An envelope signal level ratio can therefore be used to localize a disturbance along the wire waveguide, due to the losses of vibration as they propagate along the waveguide. Since the fence and the waveguide wire with its support clips are uniform along the segment monitored on either end by the node sensors, calibration is a matter of determining the attenuation loss per distance (meter, foot, or even fence section between regularly-space posts). FIG. 6 explains the algorithm in detail, illustrating how the ratio of the signal levels at either end of the waveguide segment can be used to localize the intrusion disturbance when the segment is uniform and the attenuation loss is known. Calibration is straightforwardly done by exciting the fence in two separate trials at different locations, preferably near the endpoints and of sufficient energy to trigger a detection at both ends of the segment. Since the length of the segment L is known, one can plot two or more points where the log-ratio of vibration envelope levels is the ordinate (y-axis), and the position is the abscissa (x-axis). The slope of the least-squared error line fit is −2α, where α is the loss per distance. This log-ratio is limited to a range defined by the length of the segment time the loss αL, which should be exceeded by the signal dynamic range of the sensor nodes. This loss per length is known to be greater at higher frequency bands and can be approximated within a particular frequency band. Also, while the envelop log-ratio are to be simultaneous, this requirement is only approximate as the signal RMS averaging is assumed to be longer than the fastest propagation time for the segment (200 ms for 1 km). For longer segments and shorter signal RMS averaging, the time-of-arrival must be included to align the detection signal levels appropriately.

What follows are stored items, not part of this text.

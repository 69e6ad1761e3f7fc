//! HTML → [`PageRecord`] extraction.
//!
//! Everything here is pure: the same document, page URL and root URL always
//! produce the same record. Parsing goes through html5ever via `scraper`,
//! which accepts any input, so malformed markup degrades to empty fields
//! instead of failing.

use indexmap::IndexMap;
use once_cell::sync::Lazy;
use reqwest::Url;
use scraper::node::Node;
use scraper::{ElementRef, Html, Selector};

use crate::data_models::{Headings, Image, Link, NO_ALT_TEXT, NO_TITLE, PageRecord};

fn selector(css: &str) -> Selector {
    Selector::parse(css).expect("static selector must parse")
}

static TITLE: Lazy<Selector> = Lazy::new(|| selector("title"));
static META: Lazy<Selector> = Lazy::new(|| selector("meta"));
static ANCHOR: Lazy<Selector> = Lazy::new(|| selector("a[href]"));
static IMAGE: Lazy<Selector> = Lazy::new(|| selector("img[src]"));
static HEADINGS: Lazy<Vec<(u8, Selector)>> =
    Lazy::new(|| (1..=6).map(|level| (level, selector(&format!("h{level}")))).collect());

/// Scheme and host match; the port is not compared.
pub fn same_origin(url: &Url, reference: &Url) -> bool {
    url.scheme() == reference.scheme() && url.host_str() == reference.host_str()
}

/// Builds the record for one page. `page_url` is the page's identity and the
/// base for its links; `root_url` is the crawl root, used for the same-origin
/// filter and as the base for image sources. `child_pages` is left empty.
pub fn extract(html: &str, page_url: &Url, root_url: &Url) -> PageRecord {
    let document = Html::parse_document(html);

    PageRecord {
        url: page_url.to_string(),
        title: title(&document),
        meta: meta(&document),
        headings: headings(&document),
        links: links(&document, page_url, root_url),
        images: images(&document, root_url),
        text: visible_text(&document),
        child_pages: Vec::new(),
    }
}

/// Trimmed text fragments of an element, joined by single spaces.
fn stripped_text(element: ElementRef) -> String {
    element
        .text()
        .map(str::trim)
        .filter(|t| !t.is_empty())
        .collect::<Vec<_>>()
        .join(" ")
}

fn title(document: &Html) -> Option<String> {
    match document.select(&TITLE).next() {
        Some(element) => {
            let text = element.text().collect::<String>();
            (!text.is_empty()).then(|| text.trim().to_string())
        }
        None => Some(NO_TITLE.to_string()),
    }
}

fn meta(document: &Html) -> IndexMap<String, String> {
    let mut meta = IndexMap::new();
    for element in document.select(&META) {
        let attrs = element.value();
        let key = attrs
            .attr("name")
            .filter(|name| !name.is_empty())
            .or_else(|| attrs.attr("property").filter(|prop| !prop.is_empty()));
        if let Some(key) = key {
            // a later tag with the same key replaces the value, keeping its position
            meta.insert(key.to_string(), attrs.attr("content").unwrap_or("").to_string());
        }
    }
    meta
}

fn headings(document: &Html) -> Headings {
    let mut headings = Headings::default();
    for (level, sel) in HEADINGS.iter() {
        if let Some(slot) = headings.level_mut(*level) {
            slot.extend(document.select(sel).map(stripped_text));
        }
    }
    headings
}

fn links(document: &Html, page_url: &Url, root_url: &Url) -> Vec<Link> {
    let mut links = Vec::new();
    for element in document.select(&ANCHOR) {
        let Some(href) = element.value().attr("href") else {
            continue;
        };
        match page_url.join(href) {
            Ok(resolved) if same_origin(&resolved, root_url) => links.push(Link {
                text: stripped_text(element),
                url: resolved.to_string(),
            }),
            Ok(_) => {}
            Err(e) => {
                tracing::debug!("skipping href {href:?} on {page_url}: {e}");
            }
        }
    }
    links
}

fn images(document: &Html, root_url: &Url) -> Vec<Image> {
    document
        .select(&IMAGE)
        .filter_map(|element| {
            let attrs = element.value();
            let src = root_url.join(attrs.attr("src")?).ok()?;
            Some(Image {
                src: src.to_string(),
                alt: attrs.attr("alt").unwrap_or(NO_ALT_TEXT).to_string(),
            })
        })
        .collect()
}

/// Every text node outside `<script>`/`<style>`, trimmed and space-joined.
fn visible_text(document: &Html) -> String {
    text_fragments(document).join(" ")
}

fn text_fragments(document: &Html) -> Vec<String> {
    let mut fragments = Vec::new();
    for node in document.tree.root().descendants() {
        let Node::Text(text) = node.value() else {
            continue;
        };
        let text = text.text.trim();
        if text.is_empty() {
            continue;
        }
        let hidden = node.ancestors().any(|ancestor| {
            matches!(ancestor.value(), Node::Element(e) if matches!(e.name(), "script" | "style"))
        });
        if hidden {
            continue;
        }
        // html5ever keeps <noscript> content as raw markup, so parse it again
        let in_noscript = node
            .parent()
            .and_then(|parent| parent.value().as_element())
            .is_some_and(|e| e.name() == "noscript");
        if in_noscript {
            fragments.extend(text_fragments(&Html::parse_fragment(text)));
        } else {
            fragments.push(text.to_string());
        }
    }
    fragments
}
use std::time::Duration;

use httpmock::{Method::GET, Mock, MockServer};
use site_ingest::config::CrawlSettings;
use site_ingest::crawler::{CrawlError, CrawlOutcome, Crawler};
use site_ingest::data_models::PageRecord;
use tokio_util::sync::CancellationToken;

mod test_helpers {
    use super::*;

    pub fn settings(max_depth: usize, concurrency: usize) -> CrawlSettings {
        CrawlSettings {
            max_depth,
            concurrency,
            deadline: None,
            fetch_timeout: Duration::from_secs(5),
            max_retries: 0,
            retry_backoff: Duration::from_millis(1),
            ..CrawlSettings::default()
        }
    }

    /// A page whose body carries a marker naming its path and links to `hrefs`.
    pub fn page_html(path: &str, hrefs: &[&str]) -> String {
        let anchors: String = hrefs
            .iter()
            .map(|href| format!(r#"<a href="{href}">to {href}</a>"#))
            .collect();
        format!(
            "<html><head><title>page {path}</title></head><body><p>marker:{path}</p>{anchors}</body></html>"
        )
    }

    pub async fn serve_page<'a>(server: &'a MockServer, path: &str, hrefs: &[&str]) -> Mock<'a> {
        let body = page_html(path, hrefs);
        let path = path.to_string();
        server
            .mock_async(move |when, then| {
                when.method(GET).path(path);
                then.status(200)
                    .header("content-type", "text/html; charset=utf-8")
                    .body(body);
            })
            .await
    }

    pub async fn crawl(
        server: &MockServer,
        settings: &CrawlSettings,
    ) -> Result<CrawlOutcome, CrawlError> {
        let crawler = Crawler::from_settings(settings).unwrap();
        crawler
            .crawl(&server.url("/"), &CancellationToken::new())
            .await
    }

    pub fn child_urls(page: &PageRecord) -> Vec<&str> {
        page.child_pages.iter().map(|c| c.url.as_str()).collect()
    }
}

use test_helpers::*;

#[tokio::test]
async fn root_without_links_has_no_child_pages() {
    let server = MockServer::start_async().await;
    let root = serve_page(&server, "/", &[]).await;

    let outcome = crawl(&server, &settings(2, 4)).await.unwrap();

    assert!(outcome.root.links.is_empty());
    assert!(outcome.root.child_pages.is_empty());
    assert!(outcome.stats.complete);
    assert_eq!(outcome.root.title.as_deref(), Some("page /"));
    assert!(outcome.root.text.contains("marker:/"));

    let json = serde_json::to_value(&outcome.root).unwrap();
    assert_eq!(json["links"], serde_json::json!([]));
    assert!(json.get("child_pages").is_none());
    root.assert_hits_async(1).await;
}

#[tokio::test]
async fn chain_stops_expanding_at_max_depth() {
    let server = MockServer::start_async().await;
    serve_page(&server, "/", &["/a"]).await;
    serve_page(&server, "/a", &["/b"]).await;
    serve_page(&server, "/b", &["/c"]).await;
    let c = serve_page(&server, "/c", &[]).await;

    let outcome = crawl(&server, &settings(2, 4)).await.unwrap();
    let root = &outcome.root;

    assert_eq!(child_urls(root), vec![server.url("/a")]);
    let a = &root.child_pages[0];
    assert_eq!(child_urls(a), vec![server.url("/b")]);
    let b = &a.child_pages[0];
    assert_eq!(b.links.len(), 1);
    assert_eq!(b.links[0].url, server.url("/c"));
    assert!(b.child_pages.is_empty());
    assert_eq!(root.tree_depth(), 2);

    c.assert_hits_async(0).await;
}

#[tokio::test]
async fn duplicate_links_are_listed_twice_but_expanded_once() {
    let server = MockServer::start_async().await;
    serve_page(&server, "/", &["/a", "/a"]).await;
    let a = serve_page(&server, "/a", &[]).await;

    let outcome = crawl(&server, &settings(2, 4)).await.unwrap();

    assert_eq!(outcome.root.links.len(), 2);
    assert_eq!(child_urls(&outcome.root), vec![server.url("/a")]);
    a.assert_hits_async(1).await;
}

#[tokio::test]
async fn failed_child_is_listed_but_siblings_continue() {
    let server = MockServer::start_async().await;
    serve_page(&server, "/", &["/missing", "/ok"]).await;
    let missing = server
        .mock_async(|when, then| {
            when.method(GET).path("/missing");
            then.status(404);
        })
        .await;
    serve_page(&server, "/ok", &[]).await;

    let outcome = crawl(&server, &settings(2, 4)).await.unwrap();

    let links: Vec<&str> = outcome.root.links.iter().map(|l| l.url.as_str()).collect();
    assert_eq!(links, vec![server.url("/missing"), server.url("/ok")]);
    assert_eq!(child_urls(&outcome.root), vec![server.url("/ok")]);
    assert_eq!(outcome.stats.pages_failed, 1);
    assert_eq!(outcome.stats.pages_scraped, 2);
    missing.assert_hits_async(1).await;
}

#[tokio::test]
async fn cycles_fetch_each_url_once_and_build_a_tree() {
    let server = MockServer::start_async().await;
    let root = serve_page(&server, "/", &["/a", "/b"]).await;
    let a = serve_page(&server, "/a", &["/b", "/"]).await;
    let b = serve_page(&server, "/b", &["/a", "/"]).await;

    let outcome = crawl(&server, &settings(3, 4)).await.unwrap();

    // depth-first: /a claims /b before the root's own link to /b is reached
    let tree = &outcome.root;
    assert_eq!(child_urls(tree), vec![server.url("/a")]);
    assert_eq!(child_urls(&tree.child_pages[0]), vec![server.url("/b")]);
    assert!(tree.child_pages[0].child_pages[0].child_pages.is_empty());
    assert_eq!(tree.links.len(), 2);
    assert_eq!(tree.page_count(), 3);

    root.assert_hits_async(1).await;
    a.assert_hits_async(1).await;
    b.assert_hits_async(1).await;
}

#[tokio::test]
async fn off_origin_links_are_neither_listed_nor_fetched() {
    let server = MockServer::start_async().await;
    let https_twin = server.url("/x").replacen("http://", "https://", 1);
    let other = "http://other.example/x".to_string();
    serve_page(&server, "/", &[other.as_str(), https_twin.as_str(), "/x"]).await;
    let x = serve_page(&server, "/x", &[]).await;

    let outcome = crawl(&server, &settings(2, 4)).await.unwrap();

    let links: Vec<&str> = outcome.root.links.iter().map(|l| l.url.as_str()).collect();
    assert_eq!(links, vec![server.url("/x")]);
    x.assert_hits_async(1).await;
}

#[tokio::test]
async fn tree_is_identical_for_any_concurrency() {
    let server = MockServer::start_async().await;
    serve_page(&server, "/", &["/a", "/b", "/c", "/a"]).await;
    serve_page(&server, "/a", &["/c", "/d", "/"]).await;
    serve_page(&server, "/b", &["/d", "/e"]).await;
    serve_page(&server, "/c", &["/e", "/f"]).await;
    serve_page(&server, "/d", &["/f", "/g"]).await;
    serve_page(&server, "/e", &["/g"]).await;
    serve_page(&server, "/f", &["/a"]).await;
    serve_page(&server, "/g", &[]).await;

    let sequential = crawl(&server, &settings(2, 1)).await.unwrap();
    let concurrent = crawl(&server, &settings(2, 16)).await.unwrap();

    assert_eq!(sequential.root, concurrent.root);
    assert!(sequential.root.tree_depth() <= 2);
    // /a claims /c and /d first, so /c hangs under /a rather than the root
    assert_eq!(
        child_urls(&sequential.root),
        vec![server.url("/a"), server.url("/b")]
    );
    assert_eq!(
        child_urls(&sequential.root.child_pages[0]),
        vec![server.url("/c"), server.url("/d")]
    );
}

#[tokio::test]
async fn no_page_is_deeper_than_max_depth() {
    let server = MockServer::start_async().await;
    serve_page(&server, "/", &["/1"]).await;
    serve_page(&server, "/1", &["/2"]).await;
    let two = serve_page(&server, "/2", &["/3"]).await;

    for max_depth in 0..=1 {
        let outcome = crawl(&server, &settings(max_depth, 4)).await.unwrap();
        assert_eq!(outcome.root.tree_depth(), max_depth);
    }
    two.assert_hits_async(0).await;
}

#[tokio::test]
async fn unreachable_root_fails_the_crawl() {
    let server = MockServer::start_async().await;
    server
        .mock_async(|when, then| {
            when.method(GET).path("/");
            then.status(500);
        })
        .await;

    let err = crawl(&server, &settings(2, 4)).await.unwrap_err();
    assert!(matches!(err, CrawlError::RootUnreachable { .. }), "{err}");
}

#[tokio::test]
async fn cancelled_before_root_is_an_error() {
    let server = MockServer::start_async().await;
    serve_page(&server, "/", &[]).await;

    let crawler = Crawler::from_settings(&settings(2, 4)).unwrap();
    let cancel = CancellationToken::new();
    cancel.cancel();

    let err = crawler.crawl(&server.url("/"), &cancel).await.unwrap_err();
    assert!(matches!(err, CrawlError::Cancelled));
}

#[tokio::test]
async fn deadline_returns_partial_tree() {
    let server = MockServer::start_async().await;
    serve_page(&server, "/", &["/fast", "/slow"]).await;
    serve_page(&server, "/fast", &[]).await;
    let slow_body = page_html("/slow", &[]);
    server
        .mock_async(move |when, then| {
            when.method(GET).path("/slow");
            then.status(200)
                .delay(Duration::from_secs(3))
                .body(slow_body);
        })
        .await;

    let mut settings = settings(2, 4);
    settings.deadline = Some(Duration::from_millis(500));
    let outcome = crawl(&server, &settings).await.unwrap();

    assert!(!outcome.stats.complete);
    assert_eq!(child_urls(&outcome.root), vec![server.url("/fast")]);
    assert_eq!(outcome.root.links.len(), 2);
}

#[tokio::test]
async fn invalid_root_is_rejected_without_fetching() {
    let crawler = Crawler::from_settings(&settings(2, 4)).unwrap();
    let err = crawler
        .crawl("not a url", &CancellationToken::new())
        .await
        .unwrap_err();
    assert!(matches!(err, CrawlError::InvalidRoot { .. }));
}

Localization error is estimated based on the signal to noise ratio for each sensor signal. The sensor “signal” is a short time RMS average and the “noise” is a longer time RMS average designed to float with the changing background noise but not be affected much by intrusion signals. Using the Cramer-Rao lower bound (CRLB) for the variance of a finite mean estimate, we can use the variability of the signal RMS levels for each sensor to define the maximum and minimum ratios, and thus a corresponding position error bracket for the localized intrusion. When the signal-to-noise ratio (SNR) is high for both sensor detections, the CRLB variability is small yielding an accurate localization. The localization error grows as the SNR decreases. For cases where the SNR is high at one sensor and low at the other, the error range for the localization grows toward the low SNR sensor. FIG. 7 depicts this algorithm which allows the error to be objectively asymmetric based on the SNR at each sensor. For both sensors having a high SNR, the maximum and minimum ratios naturally converge to the mean signal log-ratio, giving a correspondingly small position error. When the SNR is low at one sensor, the maximum or minimum ratio on the corresponding side will provide a larger position error then on the high SNR side. This is a very useful algorithm for automatically positioning and zooming the field of view on cameras that automatically respond to the Sensor Fence intrusion.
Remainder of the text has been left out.